### WORK REQUEST
Could you write out all the records once more, exactly?

* * * * * * * * *

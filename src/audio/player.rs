use anyhow::Result;
use dashmap::DashMap;
use futures::StreamExt;
use parking_lot::RwLock;
use serenity::model::id::GuildId;
use songbird::{
    input::{HttpRequest, Input},
    tracks::{PlayMode, TrackHandle},
    Call, Event, EventContext, EventHandler as VoiceEventHandler, TrackEvent,
};
use std::sync::Arc;
use tokio::sync::Mutex;
use tracing::{debug, error, info, warn};

use crate::{
    audio::queue::SongQueue,
    sources::{ExtractionAdapter, Song, YtDlp},
};

/// Per-guild queues and the track currently playing in each guild.
///
/// Cloning is cheap and every clone shares the same state, which is what the
/// track-end handler relies on to advance the queue.
#[derive(Clone)]
pub struct AudioPlayer {
    queues: Arc<DashMap<GuildId, Arc<RwLock<SongQueue>>>>,
    current_tracks: Arc<DashMap<GuildId, TrackHandle>>,
    extraction: Arc<ExtractionAdapter<YtDlp>>,
    http: reqwest::Client,
    max_queue_size: usize,
    volume: f32,
}

impl AudioPlayer {
    pub fn new(extractor: Arc<YtDlp>, max_queue_size: usize, volume: f32) -> Self {
        Self {
            queues: Arc::new(DashMap::new()),
            current_tracks: Arc::new(DashMap::new()),
            extraction: Arc::new(ExtractionAdapter::new(extractor)),
            http: reqwest::Client::new(),
            max_queue_size,
            volume,
        }
    }

    /// Adds a song to the guild queue without starting playback.
    pub fn enqueue(&self, guild_id: GuildId, song: Song) -> Result<()> {
        let queue = self.get_or_create_queue(guild_id);
        let mut q = queue.write();
        q.push(song)
    }

    pub fn queue_len(&self, guild_id: GuildId) -> usize {
        self.queues
            .get(&guild_id)
            .map(|queue| queue.read().len())
            .unwrap_or(0)
    }

    /// Plays the next queued song and returns it. Songs whose stream cannot be
    /// resolved are skipped. Returns `None` when the queue ran out.
    pub async fn play_next(&self, guild_id: GuildId, handler: Arc<Mutex<Call>>) -> Result<Option<Song>> {
        loop {
            let next_song = {
                let queue = self.get_or_create_queue(guild_id);
                let mut q = queue.write();
                q.next()
            };

            let Some(song) = next_song else {
                self.current_tracks.remove(&guild_id);
                debug!("Cola vacía en guild {}", guild_id);
                return Ok(None);
            };

            let stream = match self.extraction.resolve(song.url.clone(), false).next().await {
                Some(Ok(stream)) => stream,
                Some(Err(e)) => {
                    warn!("❌ No se pudo resolver el stream de {}: {}", song.url, e);
                    continue;
                }
                None => {
                    warn!("❌ No se encontró stream para {}", song.url);
                    continue;
                }
            };

            info!("🎵 Reproduciendo: {}", song.display_title());
            let input = Input::from(HttpRequest::new(self.http.clone(), stream.url.clone()));

            let track_handle = {
                let mut call = handler.lock().await;
                call.play_input(input)
            };
            let _ = track_handle.set_volume(self.volume);

            track_handle
                .add_event(
                    Event::Track(TrackEvent::End),
                    TrackEndHandler {
                        player: self.clone(),
                        guild_id,
                        handler: handler.clone(),
                    },
                )
                .map_err(|e| anyhow::anyhow!("Error al agregar event handler: {}", e))?;

            self.current_tracks.insert(guild_id, track_handle);
            return Ok(Some(Song { url: song.url, ..stream }));
        }
    }

    /// Returns `false` when nothing was playing.
    pub async fn pause(&self, guild_id: GuildId) -> Result<bool> {
        let Some(track) = self.current_track(guild_id) else {
            return Ok(false);
        };

        track.pause()?;
        info!("⏸️ Reproducción pausada en guild {}", guild_id);
        Ok(true)
    }

    pub async fn resume(&self, guild_id: GuildId) -> Result<bool> {
        let Some(track) = self.current_track(guild_id) else {
            return Ok(false);
        };

        track.play()?;
        info!("▶️ Reproducción reanudada en guild {}", guild_id);
        Ok(true)
    }

    /// Stops the current track; the track-end handler moves on to the next
    /// song.
    pub fn skip(&self, guild_id: GuildId) -> bool {
        match self.current_track(guild_id) {
            Some(track) => {
                let _ = track.stop();
                info!("⏭️ Canción saltada en guild {}", guild_id);
                true
            }
            None => false,
        }
    }

    /// Clears the queue and stops the current track.
    pub fn stop(&self, guild_id: GuildId) {
        if let Some(queue) = self.queues.get(&guild_id) {
            queue.write().clear();
        }

        if let Some((_, track)) = self.current_tracks.remove(&guild_id) {
            let _ = track.stop();
        }

        info!("⏹️ Reproducción detenida en guild {}", guild_id);
    }

    pub fn shuffle(&self, guild_id: GuildId) {
        let queue = self.get_or_create_queue(guild_id);
        let mut q = queue.write();
        q.shuffle();
    }

    pub async fn is_playing(&self, guild_id: GuildId) -> bool {
        matches!(self.play_mode(guild_id).await, Some(PlayMode::Play))
    }

    pub async fn is_paused(&self, guild_id: GuildId) -> bool {
        matches!(self.play_mode(guild_id).await, Some(PlayMode::Pause))
    }

    async fn play_mode(&self, guild_id: GuildId) -> Option<PlayMode> {
        let track = self.current_track(guild_id)?;
        track.get_info().await.ok().map(|info| info.playing)
    }

    fn current_track(&self, guild_id: GuildId) -> Option<TrackHandle> {
        self.current_tracks.get(&guild_id).map(|track| track.clone())
    }

    fn get_or_create_queue(&self, guild_id: GuildId) -> Arc<RwLock<SongQueue>> {
        self.queues
            .entry(guild_id)
            .or_insert_with(|| Arc::new(RwLock::new(SongQueue::new(self.max_queue_size))))
            .clone()
    }
}

/// Advances the queue when a track ends, was skipped or was stopped.
struct TrackEndHandler {
    player: AudioPlayer,
    guild_id: GuildId,
    handler: Arc<Mutex<Call>>,
}

#[async_trait::async_trait]
impl VoiceEventHandler for TrackEndHandler {
    async fn act(&self, _ctx: &EventContext<'_>) -> Option<Event> {
        debug!("Canción terminada en guild {}, reproduciendo la siguiente", self.guild_id);

        if let Err(e) = self
            .player
            .play_next(self.guild_id, self.handler.clone())
            .await
        {
            error!("Error al reproducir la siguiente canción: {:?}", e);
        }

        None
    }
}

* * * * * * * * *

### YOUR SOLUTION
filename src/audio/player.rs
use anyhow::Result;
use dashmap::DashMap;
use futures::StreamExt;
use parking_lot::RwLock;
use serenity::model::id::GuildId;
use songbird::{
    input::{HttpRequest, Input},
    tracks::{PlayMode, TrackHandle},
    Call, Event, EventContext, EventHandler as VoiceEventHandler, TrackEvent,
};
use std::sync::Arc;
use tokio::sync::Mutex;
use tracing::{debug, error, info, warn};

use crate::{
    audio::queue::SongQueue,
    sources::{ExtractionAdapter, Song, YtDlp},
};

/// Per-guild queues and the track currently playing in each guild.
///
/// Cloning is cheap and every clone shares the same state, which is what the
/// track-end handler relies on to advance the queue.
#[derive(Clone)]
pub struct AudioPlayer {
    queues: Arc<DashMap<GuildId, Arc<RwLock<SongQueue>>>>,
    current_tracks: Arc<DashMap<GuildId, TrackHandle>>,
    extraction: Arc<ExtractionAdapter<YtDlp>>,
    http: reqwest::Client,
    max_queue_size: usize,
    volume: f32,
}

impl AudioPlayer {
    pub fn new(extractor: Arc<YtDlp>, max_queue_size: usize, volume: f32) -> Self {
        Self {
            queues: Arc::new(DashMap::new()),
            current_tracks: Arc::new(DashMap::new()),
            extraction: Arc::new(ExtractionAdapter::new(extractor)),
            http: reqwest::Client::new(),
            max_queue_size,
            volume,
        }
    }

    /// Adds a song to the guild queue without starting playback.
    pub fn enqueue(&self, guild_id: GuildId, song: Song) -> Result<()> {
        let queue = self.get_or_create_queue(guild_id);
        let mut q = queue.write();
        q.push(song)
    }

    pub fn queue_len(&self, guild_id: GuildId) -> usize {
        self.queues
            .get(&guild_id)
            .map(|queue| queue.read().len())
            .unwrap_or(0)
    }

    /// Plays the next queued song and returns it. Songs whose stream cannot be
    /// resolved are skipped. Returns `None` when the queue ran out.
    pub async fn play_next(&self, guild_id: GuildId, handler: Arc<Mutex<Call>>) -> Result<Option<Song>> {
        loop {
            let next_song = {
                let queue = self.get_or_create_queue(guild_id);
                let mut q = queue.write();
                q.next()
            };

            let Some(song) = next_song else {
                self.current_tracks.remove(&guild_id);
                debug!("Cola vacía en guild {}", guild_id);
                return Ok(None);
            };

            let stream = match self.extraction.resolve(song.url.clone(), false).next().await {
                Some(Ok(stream)) => stream,
                Some(Err(e)) => {
                    warn!("❌ No se pudo resolver el stream de {}: {}", song.url, e);
                    continue;
                }
                None => {
                    warn!("❌ No se encontró stream para {}", song.url);
                    continue;
                }
            };

            info!("🎵 Reproduciendo: {}", song.display_title());
            let input = Input::from(HttpRequest::new(self.http.clone(), stream.url.clone()));

            let track_handle = {
                let mut call = handler.lock().await;
                call.play_input(input)
            };
            let _ = track_handle.set_volume(self.volume);

            track_handle
                .add_event(
                    Event::Track(TrackEvent::End),
                    TrackEndHandler {
                        player: self.clone(),
                        guild_id,
                        handler: handler.clone(),
                    },
                )
                .map_err(|e| anyhow::anyhow!("Error al agregar event handler: {}", e))?;

            self.current_tracks.insert(guild_id, track_handle);
            return Ok(Some(Song { url: song.url, ..stream }));
        }
    }

    /// Returns `false` when nothing was playing.
    pub async fn pause(&self, guild_id: GuildId) -> Result<bool> {
        let Some(track) = self.current_track(guild_id) else {
            return Ok(false);
        };

        track.pause()?;
        info!("⏸️ Reproducción pausada en guild {}", guild_id);
        Ok(true)
    }

    pub async fn resume(&self, guild_id: GuildId) -> Result<bool> {
        let Some(track) = self.current_track(guild_id) else {
            return Ok(false);
        };

        track.play()?;
        info!("▶️ Reproducción reanudada en guild {}", guild_id);
        Ok(true)
    }

    /// Stops the current track; the track-end handler moves on to the next
    /// song.
    pub fn skip(&self, guild_id: GuildId) -> bool {
        match self.current_track(guild_id) {
            Some(track) => {
                let _ = track.stop();
                info!("⏭️ Canción saltada en guild {}", guild_id);
                true
            }
            None => false,
        }
    }

    /// Clears the queue and stops the current track.
    pub fn stop(&self, guild_id: GuildId) {
        if let Some(queue) = self.queues.get(&guild_id) {
            queue.write().clear();
        }

        if let Some((_, track)) = self.current_tracks.remove(&guild_id) {
            let _ = track.stop();
        }

        info!("⏹️ Reproducción detenida en guild {}", guild_id);
    }

    pub fn shuffle(&self, guild_id: GuildId) {
        let queue = self.get_or_create_queue(guild_id);
        let mut q = queue.write();
        q.shuffle();
    }

    pub async fn is_playing(&self, guild_id: GuildId) -> bool {
        matches!(self.play_mode(guild_id).await, Some(PlayMode::Play))
    }

    pub async fn is_paused(&self, guild_id: GuildId) -> bool {
        matches!(self.play_mode(guild_id).await, Some(PlayMode::Pause))
    }

    async fn play_mode(&self, guild_id: GuildId) -> Option<PlayMode> {
        let track = self.current_track(guild_id)?;
        track.get_info().await.ok().map(|info| info.playing)
    }

    fn current_track(&self, guild_id: GuildId) -> Option<TrackHandle> {
        self.current_tracks.get(&guild_id).map(|track| track.clone())
    }

    fn get_or_create_queue(&self, guild_id: GuildId) -> Arc<RwLock<SongQueue>> {
        self.queues
            .entry(guild_id)
            .or_insert_with(|| Arc::new(RwLock::new(SongQueue::new(self.max_queue_size))))
            .clone()
    }
}

/// Advances the queue when a track ends, was skipped or was stopped.
struct TrackEndHandler {
    player: AudioPlayer,
    guild_id: GuildId,
    handler: Arc<Mutex<Call>>,
}

#[async_trait::async_trait]
impl VoiceEventHandler for TrackEndHandler {
    async fn act(&self, _ctx: &EventContext<'_>) -> Option<Event> {
        debug!("Canción terminada en guild {}, reproduciendo la siguiente", self.guild_id);

        if let Err(e) = self
            .player
            .play_next(self.guild_id, self.handler.clone())
            .await
        {
            error!("Error al reproducir la siguiente canción: {:?}", e);
        }

        None
    }
}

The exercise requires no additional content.